To navigate fog, Collins proposes "simplex stepping," an iterative process of taking the next best step without needing a plan or destination, inspired by mathematician George Dantzig's simplex algorithm. The concept's most vivid illustration is Katharine Graham, who inherited ownership of The Washington Post Company after her husband's suicide. Despite deep self-doubt, Graham simplex stepped from learning the business to assembling the right people to making the courageous decision to publish the Pentagon Papers, ultimately delivering a 3,315% stock price increase over her tenure.
Collins also examines the role of luck, distinguishing between luck itself and "return on luck," meaning what one makes of the luck that comes.
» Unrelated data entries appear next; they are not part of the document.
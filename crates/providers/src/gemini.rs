//! Gemini `generateContent` backend.
//!
//! Both operations ask for a JSON response (`responseMimeType`) and read the
//! first candidate's text part. Token usage comes from `usageMetadata` and is
//! returned even when the payload turns out to be unusable.

use std::time::Duration;

use async_trait::async_trait;
use serde::{Deserialize, Serialize};
use serde_json::Value;
use tally_core::ai::{AiBackend, AiCall, AiError, TokenUsage};
use tally_core::parsing::ParsedExpenseCandidate;
use tally_shared::config::AiConfig;
use tally_shared::types::UserId;
use tracing::{debug, warn};

use crate::error::BuildError;
use crate::http;

const PARSE_PROMPT: &str = "Extract every expense from the chat message below. \
Answer with a JSON array only. Each element is an object with the keys \
\"description\" (string), \"amount\" (number), \"currency\" (ISO 4217 code, \
empty string if the message does not say), \"account\" (payment account, empty \
string if not mentioned) and \"category\" (short category name or null). \
Return [] when the message contains no expense.\n\nMessage:\n";

const CATEGORY_PROMPT: &str = "Suggest one short category name (for example Food, \
Transport, Shopping, Entertainment, Bills) for the expense below. Answer with a \
JSON object {\"category\": \"<name>\"} only.\n\nExpense:\n";

#[derive(Debug, Serialize)]
#[serde(rename_all = "camelCase")]
struct GenerateRequest<'a> {
    contents: [Content<'a>; 1],
    generation_config: GenerationConfig,
}

#[derive(Debug, Serialize)]
struct Content<'a> {
    role: &'static str,
    parts: [Part<'a>; 1],
}

#[derive(Debug, Serialize)]
struct Part<'a> {
    text: &'a str,
}

#[derive(Debug, Serialize)]
#[serde(rename_all = "camelCase")]
struct GenerationConfig {
    response_mime_type: &'static str,
    temperature: f32,
}

#[derive(Debug, Deserialize)]
#[serde(rename_all = "camelCase")]
struct GenerateResponse {
    #[serde(default)]
    candidates: Vec<Candidate>,
    #[serde(default)]
    usage_metadata: Option<UsageMetadata>,
}

#[derive(Debug, Deserialize)]
struct Candidate {
    #[serde(default)]
    content: Option<CandidateContent>,
}

#[derive(Debug, Deserialize)]
struct CandidateContent {
    #[serde(default)]
    parts: Vec<CandidatePart>,
}

#[derive(Debug, Deserialize)]
struct CandidatePart {
    #[serde(default)]
    text: Option<String>,
}

#[derive(Debug, Deserialize)]
#[serde(rename_all = "camelCase")]
struct UsageMetadata {
    #[serde(default)]
    prompt_token_count: u32,
    #[serde(default)]
    candidates_token_count: u32,
}

impl GenerateResponse {
    fn usage(&self) -> Option<TokenUsage> {
        self.usage_metadata
            .as_ref()
            .map(|u| TokenUsage::new(u.prompt_token_count, u.candidates_token_count))
    }

    fn text(&self) -> Option<&str> {
        self.candidates
            .first()?
            .content
            .as_ref()?
            .parts
            .iter()
            .find_map(|p| p.text.as_deref())
    }
}

/// Gemini AI backend.
#[derive(Debug, Clone)]
pub struct GeminiBackend {
    client: reqwest::Client,
    api_key: String,
    provider: String,
    model: String,
    base_url: String,
}

impl GeminiBackend {
    /// Creates a backend from the `ai` configuration section.
    ///
    /// # Errors
    ///
    /// Returns an error if the HTTP client cannot be built.
    pub fn new(config: &AiConfig, api_key: &str) -> Result<Self, BuildError> {
        Ok(Self {
            client: http::client(Duration::from_secs(config.timeout_secs))?,
            api_key: api_key.to_string(),
            provider: config.provider.clone(),
            model: config.model.clone(),
            base_url: config.base_url.trim_end_matches('/').to_string(),
        })
    }

    /// Sends one prompt and returns the response text with its usage.
    async fn generate(&self, prompt: &str) -> (Result<String, AiError>, Option<TokenUsage>) {
        let url = format!("{}/models/{}:generateContent", self.base_url, self.model);
        let body = GenerateRequest {
            contents: [Content {
                role: "user",
                parts: [Part { text: prompt }],
            }],
            generation_config: GenerationConfig {
                response_mime_type: "application/json",
                temperature: 0.1,
            },
        };

        let response = match self
            .client
            .post(&url)
            .query(&[("key", self.api_key.as_str())])
            .json(&body)
            .send()
            .await
        {
            Ok(response) => response,
            Err(err) => return (Err(AiError::Request(err.to_string())), None),
        };

        let status = response.status();
        if !status.is_success() {
            let message = response.text().await.unwrap_or_default();
            warn!(status = status.as_u16(), "AI backend returned an error status");
            return (
                Err(AiError::Api {
                    status: status.as_u16(),
                    message,
                }),
                None,
            );
        }

        let parsed: GenerateResponse = match response.json().await {
            Ok(parsed) => parsed,
            Err(err) => return (Err(AiError::InvalidResponse(err.to_string())), None),
        };
        let usage = parsed.usage();
        debug!(model = %self.model, ?usage, "AI response received");

        match parsed.text() {
            Some(text) => (Ok(text.to_string()), usage),
            None => (
                Err(AiError::InvalidResponse("response has no text part".to_string())),
                usage,
            ),
        }
    }
}

/// Reads the expense array, tolerating an `{"expenses": [...]}` wrapper.
fn candidates_from_json(text: &str) -> Result<Vec<ParsedExpenseCandidate>, AiError> {
    let value: Value =
        serde_json::from_str(text.trim()).map_err(|e| AiError::InvalidResponse(e.to_string()))?;
    let items = match value {
        Value::Array(items) => items,
        Value::Object(mut map) => match map.remove("expenses") {
            Some(Value::Array(items)) => items,
            _ => return Err(AiError::InvalidResponse("expected a JSON array".to_string())),
        },
        _ => return Err(AiError::InvalidResponse("expected a JSON array".to_string())),
    };

    Ok(items.iter().filter_map(candidate_from_value).collect())
}

fn candidate_from_value(item: &Value) -> Option<ParsedExpenseCandidate> {
    let field = |key: &str| item.get(key).and_then(Value::as_str).map(str::trim).unwrap_or("");

    let description = field("description");
    let amount = item.get("amount").and_then(http::decimal_from_value)?;
    if description.is_empty() || amount.is_sign_negative() || amount.is_zero() {
        return None;
    }

    let currency = field("currency");
    let mut candidate = ParsedExpenseCandidate::new(description, amount, currency.to_ascii_uppercase())
        .with_currency_original(currency);
    candidate.account = field("account").to_string();
    candidate.suggested_category = Some(field("category"))
        .filter(|c| !c.is_empty())
        .map(str::to_string);
    Some(candidate)
}

fn category_from_json(text: &str) -> Result<String, AiError> {
    let value: Value =
        serde_json::from_str(text.trim()).map_err(|e| AiError::InvalidResponse(e.to_string()))?;
    let name = match &value {
        Value::String(name) => name.as_str(),
        Value::Object(map) => map.get("category").and_then(Value::as_str).unwrap_or(""),
        _ => "",
    }
    .trim();

    if name.is_empty() {
        Err(AiError::InvalidResponse("no category in response".to_string()))
    } else {
        Ok(name.to_string())
    }
}

#[async_trait]
impl AiBackend for GeminiBackend {
    fn provider(&self) -> &str {
        &self.provider
    }

    fn model(&self) -> &str {
        &self.model
    }

    async fn parse_expense(
        &self,
        text: &str,
        user_id: &UserId,
    ) -> AiCall<Vec<ParsedExpenseCandidate>> {
        debug!(user_id = %user_id, "requesting expense extraction");
        let (result, usage) = self.generate(&format!("{PARSE_PROMPT}{text}")).await;
        match result.and_then(|body| candidates_from_json(&body)) {
            Ok(candidates) => AiCall::ok(candidates, usage),
            Err(err) => AiCall::failed(err, usage),
        }
    }

    async fn suggest_category(&self, description: &str, user_id: &UserId) -> AiCall<String> {
        debug!(user_id = %user_id, "requesting category suggestion");
        let (result, usage) = self.generate(&format!("{CATEGORY_PROMPT}{description}")).await;
        match result.and_then(|body| category_from_json(&body)) {
            Ok(category) => AiCall::ok(category, usage),
            Err(err) => AiCall::failed(err, usage),
        }
    }
}

#[cfg(test)]
mod tests {
    use super::*;
    use rust_decimal_macros::dec;
    use serde_json::json;
    use wiremock::matchers::{body_partial_json, method, path, query_param};
    use wiremock::{Mock, MockServer, ResponseTemplate};

    fn backend(server: &MockServer) -> GeminiBackend {
        let config = AiConfig {
            base_url: format!("{}/v1beta/", server.uri()),
            ..AiConfig::default()
        };
        GeminiBackend::new(&config, "test-key").unwrap()
    }

    fn reply(text: &str, prompt_tokens: u32, output_tokens: u32) -> ResponseTemplate {
        ResponseTemplate::new(200).set_body_json(json!({
            "candidates": [{"content": {"role": "model", "parts": [{"text": text}]}}],
            "usageMetadata": {
                "promptTokenCount": prompt_tokens,
                "candidatesTokenCount": output_tokens,
                "totalTokenCount": prompt_tokens + output_tokens
            }
        }))
    }

    async fn mount(server: &MockServer, template: ResponseTemplate) {
        Mock::given(method("POST"))
            .and(path("/v1beta/models/gemini-2.0-flash-lite:generateContent"))
            .and(query_param("key", "test-key"))
            .and(body_partial_json(json!({
                "generationConfig": {"responseMimeType": "application/json"}
            })))
            .respond_with(template)
            .mount(server)
            .await;
    }

    #[tokio::test]
    async fn test_parse_expense_reads_candidates_and_usage() {
        let server = MockServer::start().await;
        mount(
            &server,
            reply(
                r#"[{"description":"lunch","amount":150,"currency":"twd","account":"","category":"Food"},
                    {"description":"taxi","amount":"85.5","currency":"","account":"Visa","category":null}]"#,
                120,
                40,
            ),
        )
        .await;

        let call = backend(&server)
            .parse_expense("lunch 150 taxi 85.5", &UserId::from("u1"))
            .await;

        assert_eq!(call.usage, Some(TokenUsage::new(120, 40)));
        let candidates = call.result.unwrap();
        assert_eq!(candidates.len(), 2);
        assert_eq!(candidates[0].description, "lunch");
        assert_eq!(candidates[0].amount, dec!(150));
        assert_eq!(candidates[0].currency, "TWD");
        assert_eq!(candidates[0].suggested_category.as_deref(), Some("Food"));
        assert_eq!(candidates[1].amount, dec!(85.5));
        assert_eq!(candidates[1].currency, "");
        assert_eq!(candidates[1].account, "Visa");
        assert_eq!(candidates[1].suggested_category, None);
    }

    #[tokio::test]
    async fn test_unparsable_payload_still_reports_usage() {
        let server = MockServer::start().await;
        mount(&server, reply("sorry, I cannot help", 80, 7)).await;

        let call = backend(&server)
            .parse_expense("hello", &UserId::from("u1"))
            .await;

        assert!(matches!(call.result, Err(AiError::InvalidResponse(_))));
        assert_eq!(call.usage, Some(TokenUsage::new(80, 7)));
    }

    #[tokio::test]
    async fn test_error_status_has_no_usage() {
        let server = MockServer::start().await;
        mount(&server, ResponseTemplate::new(429).set_body_string("quota")).await;

        let call = backend(&server)
            .parse_expense("lunch 150", &UserId::from("u1"))
            .await;

        assert!(matches!(call.result, Err(AiError::Api { status: 429, .. })));
        assert!(call.usage.is_none());
    }

    #[tokio::test]
    async fn test_suggest_category() {
        let server = MockServer::start().await;
        mount(&server, reply(r#"{"category":" Transport "}"#, 30, 4)).await;

        let call = backend(&server)
            .suggest_category("taxi to airport", &UserId::from("u1"))
            .await;

        assert_eq!(call.result.unwrap(), "Transport");
        assert_eq!(call.usage, Some(TokenUsage::new(30, 4)));
    }

    #[test]
    fn test_wrapped_array_and_invalid_items() {
        let candidates = candidates_from_json(
            r#"{"expenses":[{"description":"coffee","amount":60},
                            {"description":"","amount":10},
                            {"description":"refund","amount":-5},
                            {"description":"gift"}]}"#,
        )
        .unwrap();

        assert_eq!(candidates.len(), 1);
        assert_eq!(candidates[0].description, "coffee");
        assert_eq!(candidates[0].account, "");
    }

    #[test]
    fn test_empty_array_is_ok() {
        assert!(candidates_from_json("[]").unwrap().is_empty());
    }
}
Gerald R. Ford became president through a cascade of fortunate events culminating in Watergate, while Jimmy Carter's political career turned on encounters such as meeting his mentor, Admiral Hyman Rickover, and journalist Hunter S. Thompson accidentally championing Carter after hearing a speech. Collins argues that return on luck better explains the study subjects' lives than luck alone and that there is not one hedgehog to find but many potential ones; nearly half of second hedgehogs in the study emerged in subjects' 50s or 60s, giving hope that previously unseen encodings remain discoverable at any point in life.
The third part addresses sustaining the fire across decades. Collins introduces "Extend Out/Circle Back," a process of pushing into new territory while returning to earlier capabilities. Meryl Streep, who feared turning 40 would end her career, instead tripled her starring roles and earned more Oscar nominations after 40 than any other actor had achieved across an entire career. Collins also identifies "choosing responsibilities" as powerful fuel, illustrated through Charles Colson, Nixon's political operative who went to prison for obstruction of justice, underwent a faith conversion, and founded Prison Fellowship, a ministry that eventually reached more than 100 countries. His matched-pair companion, John Ehrlichman, also imprisoned for Watergate, spent much of his remaining life looking backward through novels and memoir rather than turning fully toward new commitments.
The book's final matched pair, Roger Sherman and Benjamin Franklin, illustrates Collins's argument that total capability increases with age through the compounding of encodings, cumulative experience, and credibility. Sherman, a self-taught lawyer, played a decisive role in shaping the Connecticut Compromise, which established the two-chamber structure of Congress, and ensured the Bill of Rights was appended as amendments rather than woven into the Constitution's original text. Franklin, who spent his 50s and 60s in a relative trough, reinvested himself in the cause of independence in his 70s and served at the Constitutional Convention at age 81.
Collins closes by returning to his father, now viewed with compassion. His father never exited the fog of youth and never chose responsibilities beyond himself. Collins offers the book's questions as the gift he wishes he could have given his father: "I wish I could go back in time and give him those questions before it was too late. But alas, I cannot. So instead, I offer them here to you" (327).